1877 erhielt Admiral Alfred von Tirpitz vom Kaiser Wilhelm I. den Auftrag, die Torpedobootwaffe für das Deutsche Kaiserreich zu entwickeln. Als die Kieler Förde sich als Übungsplatz zu klein erwies, da das Abfeuern der Torpedos häufig durch querende Boote und Schiffe behindert wurde, verlagerte Tirpitz schrittweise immer mehr Militär nach Flensburg.[3][4] So diente die Flensburger Förde, schon bevor die Torpedostation errichtet wurde, als Übungsbereich des kaiserlichen Militärs. 1890 fand ein kombiniertes Manöver des Deutschen Heeres und der Marine im Raum Sonderburg statt. Fast die gesamte Manöver- und Übungsflotte der Kaiserlichen Marine fand sich vor Holnis ein.[5] Um die Jahrhundertwende nutzte die als Torpedoschulschiff genutzte KorvetteBlücher die Förde für Torpedo-Schießübungen.[6] Im Jahr 1900 wünschte sich der Kommandant der Blücher im Bereich Mürwik neu zu errichtende Wohnquartiere, Unterrichtsräume, Lehrsäle, eine Küche sowie einen Speiseraum für die Torpedo-Ausbildung.[6][7] Tirpitz ließ schließlich Mürwik für die Torpedoverbände ausbauen.[3][8] In den Jahren 1901/1902 wurden dort am Fördehang zwei Kasernengebäude, später „Tirpitz“-Kaserne und „Maaß“-Kaserne genannt, für die sogenannte Torpedostation errichtet, die als Torpedoschule diente. Am 21. Oktober 1902 wurde die Marinestation eröffnet.[9][10] Kurz darauf, am 31. Oktober 1902, wurde die Blücher dauerhaft an die Torpedoschule verlegt.[6][7] Nach und nach entstanden weitere Bauten,[6] die als Unterkunfts-, Schulungs- und Versorgungsgebäude benötigt wurden. Eine neu errichtete Kaianlage bot Platz für eine Anzahl von Schiffen.[4] Für die noch junge Ausbildung in der Funken-Telegraphie wurden mehrere Funkstationen eingerichtet.[11]
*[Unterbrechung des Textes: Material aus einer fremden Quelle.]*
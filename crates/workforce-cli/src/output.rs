//! Table and JSON output formatting for CLI commands.

use serde::Serialize;
use tabled::{Table, Tabled};

/// Output format selection
#[derive(Debug, Clone, Copy, Default, PartialEq, Eq, clap::ValueEnum)]
pub enum OutputFormat {
    /// Human-readable table
    #[default]
    Table,
    /// JSON output
    Json,
}

/// Print a list of rows in the selected format
pub fn print_list<T: Serialize + Tabled>(rows: &[T], format: OutputFormat) {
    match format {
        OutputFormat::Table => {
            if rows.is_empty() {
                println!("No results found.");
            } else {
                println!("{}", Table::new(rows));
            }
        }
        OutputFormat::Json => {
            let json = serde_json::to_string_pretty(rows).unwrap_or_else(|_| "[]".to_string());
            println!("{json}");
        }
    }
}

/// Print a success message
pub fn print_success(msg: &str) {
    println!("✓ {msg}");
}

/// Print an error message
pub fn print_error(msg: &str) {
    eprintln!("✗ {msg}");
}

/// Print a key-value pair
pub fn print_kv(key: &str, value: &str) {
    println!("  {:<16} {}", format!("{key}:"), value);
}
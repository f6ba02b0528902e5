//! Unified application error types for Workforce.
//!
//! Every crate maps its failures into [`AppError`] so that handlers can
//! propagate with `?` and the API layer can translate a single type into
//! HTTP responses.

use std::fmt;
use thiserror::Error;

/// Error categories surfaced across the application.
///
/// The authentication failures are split into distinct kinds so that the
/// HTTP layer can return a stable machine-readable code for each of them.
#[derive(Debug, Clone, Copy, PartialEq, Eq, Hash, serde::Serialize, serde::Deserialize)]
pub enum ErrorKind {
    /// Input failed shape or range validation.
    Validation,
    /// No bearer credentials were supplied with the request.
    MissingCredentials,
    /// Email/password pair did not match an account.
    InvalidCredentials,
    /// Token signature, payload, type, or expiry was rejected.
    InvalidToken,
    /// The token referenced an account that no longer exists.
    UnknownAccount,
    /// The caller's role or ownership does not permit the action.
    Forbidden,
    /// The requested resource does not exist.
    NotFound,
    /// The request conflicts with current state (duplicate, terminal status).
    Conflict,
    /// A storage operation failed unexpectedly.
    Database,
    /// Configuration could not be loaded or is invalid.
    Configuration,
    /// A serialization/deserialization error occurred.
    Serialization,
    /// Any other unexpected server-side failure.
    Internal,
}

impl ErrorKind {
    /// Stable code sent to clients in the `error` field.
    pub fn code(&self) -> &'static str {
        match self {
            Self::Validation => "VALIDATION_ERROR",
            Self::MissingCredentials => "MISSING_CREDENTIALS",
            Self::InvalidCredentials => "INVALID_CREDENTIALS",
            Self::InvalidToken => "INVALID_TOKEN",
            Self::UnknownAccount => "UNKNOWN_ACCOUNT",
            Self::Forbidden => "FORBIDDEN",
            Self::NotFound => "NOT_FOUND",
            Self::Conflict => "CONFLICT",
            Self::Database | Self::Configuration | Self::Serialization | Self::Internal => {
                "INTERNAL_ERROR"
            }
        }
    }

    /// Whether this kind is an authentication failure (HTTP 401).
    pub fn is_authentication(&self) -> bool {
        matches!(
            self,
            Self::MissingCredentials
                | Self::InvalidCredentials
                | Self::InvalidToken
                | Self::UnknownAccount
        )
    }

    /// Whether this kind represents a server-side fault rather than a bad request.
    pub fn is_server_fault(&self) -> bool {
        matches!(
            self,
            Self::Database | Self::Configuration | Self::Serialization | Self::Internal
        )
    }
}

impl fmt::Display for ErrorKind {
    fn fmt(&self, f: &mut fmt::Formatter<'_>) -> fmt::Result {
        match self {
            Self::Validation => write!(f, "VALIDATION"),
            Self::MissingCredentials => write!(f, "MISSING_CREDENTIALS"),
            Self::InvalidCredentials => write!(f, "INVALID_CREDENTIALS"),
            Self::InvalidToken => write!(f, "INVALID_TOKEN"),
            Self::UnknownAccount => write!(f, "UNKNOWN_ACCOUNT"),
            Self::Forbidden => write!(f, "FORBIDDEN"),
            Self::NotFound => write!(f, "NOT_FOUND"),
            Self::Conflict => write!(f, "CONFLICT"),
            Self::Database => write!(f, "DATABASE"),
            Self::Configuration => write!(f, "CONFIGURATION"),
            Self::Serialization => write!(f, "SERIALIZATION"),
            Self::Internal => write!(f, "INTERNAL"),
        }
    }
}

/// The unified application error used throughout Workforce.
#[derive(Debug, Error)]
#[error("{kind}: {message}")]
pub struct AppError {
    /// The category of error.
    pub kind: ErrorKind,
    /// A human-readable error message.
    pub message: String,
    /// Optional underlying cause.
    #[source]
    pub source: Option<Box<dyn std::error::Error + Send + Sync>>,
}

impl AppError {
    /// Create a new application error.
    pub fn new(kind: ErrorKind, message: impl Into<String>) -> Self {
        Self {
            kind,
            message: message.into(),
            source: None,
        }
    }

    /// Create a new application error with an underlying cause.
    pub fn with_source(
        kind: ErrorKind,
        message: impl Into<String>,
        source: impl std::error::Error + Send + Sync + 'static,
    ) -> Self {
        Self {
            kind,
            message: message.into(),
            source: Some(Box::new(source)),
        }
    }

    /// Create a validation error.
    pub fn validation(message: impl Into<String>) -> Self {
        Self::new(ErrorKind::Validation, message)
    }

    /// Create a missing-credentials error.
    pub fn missing_credentials(message: impl Into<String>) -> Self {
        Self::new(ErrorKind::MissingCredentials, message)
    }

    /// Create an invalid-credentials error.
    pub fn invalid_credentials() -> Self {
        Self::new(ErrorKind::InvalidCredentials, "Invalid email or password")
    }

    /// Create an invalid-token error.
    pub fn invalid_token(message: impl Into<String>) -> Self {
        Self::new(ErrorKind::InvalidToken, message)
    }

    /// Create an unknown-account error.
    pub fn unknown_account(message: impl Into<String>) -> Self {
        Self::new(ErrorKind::UnknownAccount, message)
    }

    /// Create a forbidden error.
    pub fn forbidden(message: impl Into<String>) -> Self {
        Self::new(ErrorKind::Forbidden, message)
    }

    /// Create a not-found error.
    pub fn not_found(message: impl Into<String>) -> Self {
        Self::new(ErrorKind::NotFound, message)
    }

    /// Create a conflict error.
    pub fn conflict(message: impl Into<String>) -> Self {
        Self::new(ErrorKind::Conflict, message)
    }

    /// Create a database error.
    pub fn database(message: impl Into<String>) -> Self {
        Self::new(ErrorKind::Database, message)
    }

    /// Create a configuration error.
    pub fn configuration(message: impl Into<String>) -> Self {
        Self::new(ErrorKind::Configuration, message)
    }

    /// Create an internal error.
    pub fn internal(message: impl Into<String>) -> Self {
        Self::new(ErrorKind::Internal, message)
    }
}

impl Clone for AppError {
    fn clone(&self) -> Self {
        Self {
            kind: self.kind,
            message: self.message.clone(),
            source: None,
        }
    }
}

impl From<serde_json::Error> for AppError {
    fn from(err: serde_json::Error) -> Self {
        Self::with_source(
            ErrorKind::Serialization,
            format!("JSON serialization error: {err}"),
            err,
        )
    }
}

impl From<std::io::Error> for AppError {
    fn from(err: std::io::Error) -> Self {
        Self::with_source(ErrorKind::Internal, format!("I/O error: {err}"), err)
    }
}

impl From<config::ConfigError> for AppError {
    fn from(err: config::ConfigError) -> Self {
        Self::with_source(
            ErrorKind::Configuration,
            format!("Configuration error: {err}"),
            err,
        )
    }
}
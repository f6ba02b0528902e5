//! Argon2id password hashing and verification.

use argon2::{
    Algorithm, Argon2, Params, Version,
    password_hash::{
        PasswordHash, PasswordHasher as ArgonHasher, PasswordVerifier, SaltString, rand_core::OsRng,
    },
};

use workforce_core::config::Argon2Config;
use workforce_core::error::AppError;

/// Handles password hashing and verification using Argon2id.
///
/// The `*_blocking` methods do the work on the calling thread; the async
/// variants move it onto tokio's blocking pool.
#[derive(Clone)]
pub struct PasswordHasher {
    argon2: Argon2<'static>,
}

impl std::fmt::Debug for PasswordHasher {
    fn fmt(&self, f: &mut std::fmt::Formatter<'_>) -> std::fmt::Result {
        f.debug_struct("PasswordHasher").finish_non_exhaustive()
    }
}

impl PasswordHasher {
    /// Creates a hasher with the given cost parameters.
    pub fn new(config: &Argon2Config) -> Result<Self, AppError> {
        let params = Params::new(config.memory_kib, config.iterations, config.parallelism, None)
            .map_err(|e| AppError::configuration(format!("Invalid Argon2 parameters: {e}")))?;
        Ok(Self {
            argon2: Argon2::new(Algorithm::Argon2id, Version::V0x13, params),
        })
    }

    /// Hashes a plaintext password with a random salt.
    pub fn hash_blocking(&self, password: &str) -> Result<String, AppError> {
        let salt = SaltString::generate(&mut OsRng);
        let hash = self
            .argon2
            .hash_password(password.as_bytes(), &salt)
            .map_err(|e| AppError::internal(format!("Password hashing failed: {e}")))?;
        Ok(hash.to_string())
    }

    /// Verifies a plaintext password against a stored hash.
    ///
    /// Returns `Ok(true)` if the password matches, `Ok(false)` if not. The
    /// cost parameters embedded in `hash` are used, so hashes made under an
    /// older configuration still verify.
    pub fn verify_blocking(&self, password: &str, hash: &str) -> Result<bool, AppError> {
        let parsed_hash = PasswordHash::new(hash)
            .map_err(|e| AppError::internal(format!("Invalid password hash format: {e}")))?;

        match self.argon2.verify_password(password.as_bytes(), &parsed_hash) {
            Ok(()) => Ok(true),
            Err(argon2::password_hash::Error::Password) => Ok(false),
            Err(e) => Err(AppError::internal(format!(
                "Password verification failed: {e}"
            ))),
        }
    }

    /// [`hash_blocking`](Self::hash_blocking) on the blocking pool.
    pub async fn hash(&self, password: &str) -> Result<String, AppError> {
        let hasher = self.clone();
        let password = password.to_string();
        tokio::task::spawn_blocking(move || hasher.hash_blocking(&password))
            .await
            .map_err(|e| AppError::internal(format!("Hashing task failed: {e}")))?
    }

    /// [`verify_blocking`](Self::verify_blocking) on the blocking pool.
    pub async fn verify(&self, password: &str, hash: &str) -> Result<bool, AppError> {
        let hasher = self.clone();
        let password = password.to_string();
        let hash = hash.to_string();
        tokio::task::spawn_blocking(move || hasher.verify_blocking(&password, &hash))
            .await
            .map_err(|e| AppError::internal(format!("Verification task failed: {e}")))?
    }
}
Bis 1906 diente die Blücher der Schule als Torpedoschulschiff. Anschließend wurde sie zum Wohnhulk umgenutzt. Am 6. November 1907 kam es zu einer Kesselexplosion auf der Blücher, bei der 16 Menschen starben. Die Blücher wurde daraufhin endgültig außer Dienst gestellt.[7] Als Ersatz für die Blücher wurde am 14. Oktober 1906 das alte LinienschiffWürttemberg der Torpedostation als Schulschiff zugewiesen. Als Wohnhulk dienten zeitweise auch die Kaiser (seit 1908) sowie die König Wilhelm, die Charlotte (jeweils seit 1909)[12].
Im Jahr 1909 wurde die Schiffsjungen-Division für die Ausbildung des Unteroffiziersnachwuchses von Kiel in neu errichtete Gebäude der Torpedostation verlegt.[6] In direkter Nachbarschaft der Torpedostation wurde 1910 die Marineschule Mürwik eröffnet. Im selben Jahr wurden die Gemeinden Fruerlund und Twedter Holz, auf deren Gemeindegebiet sich die Torpedostation und die Marienschule befanden, nach Flensburg eingemeindet.[13] Während des Ersten Weltkrieges wurde der Schulbetrieb fortgesetzt, der Kreuzer Freya mit dem Begleitschiff Grille wurde als Schulschiff an die Torpedostation verlegt. Von 1917 bis 1919 wurde bei der Torpedostation am Fördeufer das sogenannte Gebäude 4, auch Unterrichtsgebäude II, des Architekten Wilhelm Penners errichtet.[14] Dieser am Ende der Kaiserzeit begonnene Backsteinbau wurde in der Folge zum Maßstab für den bald darauf entstandenen Marinehafen.[15]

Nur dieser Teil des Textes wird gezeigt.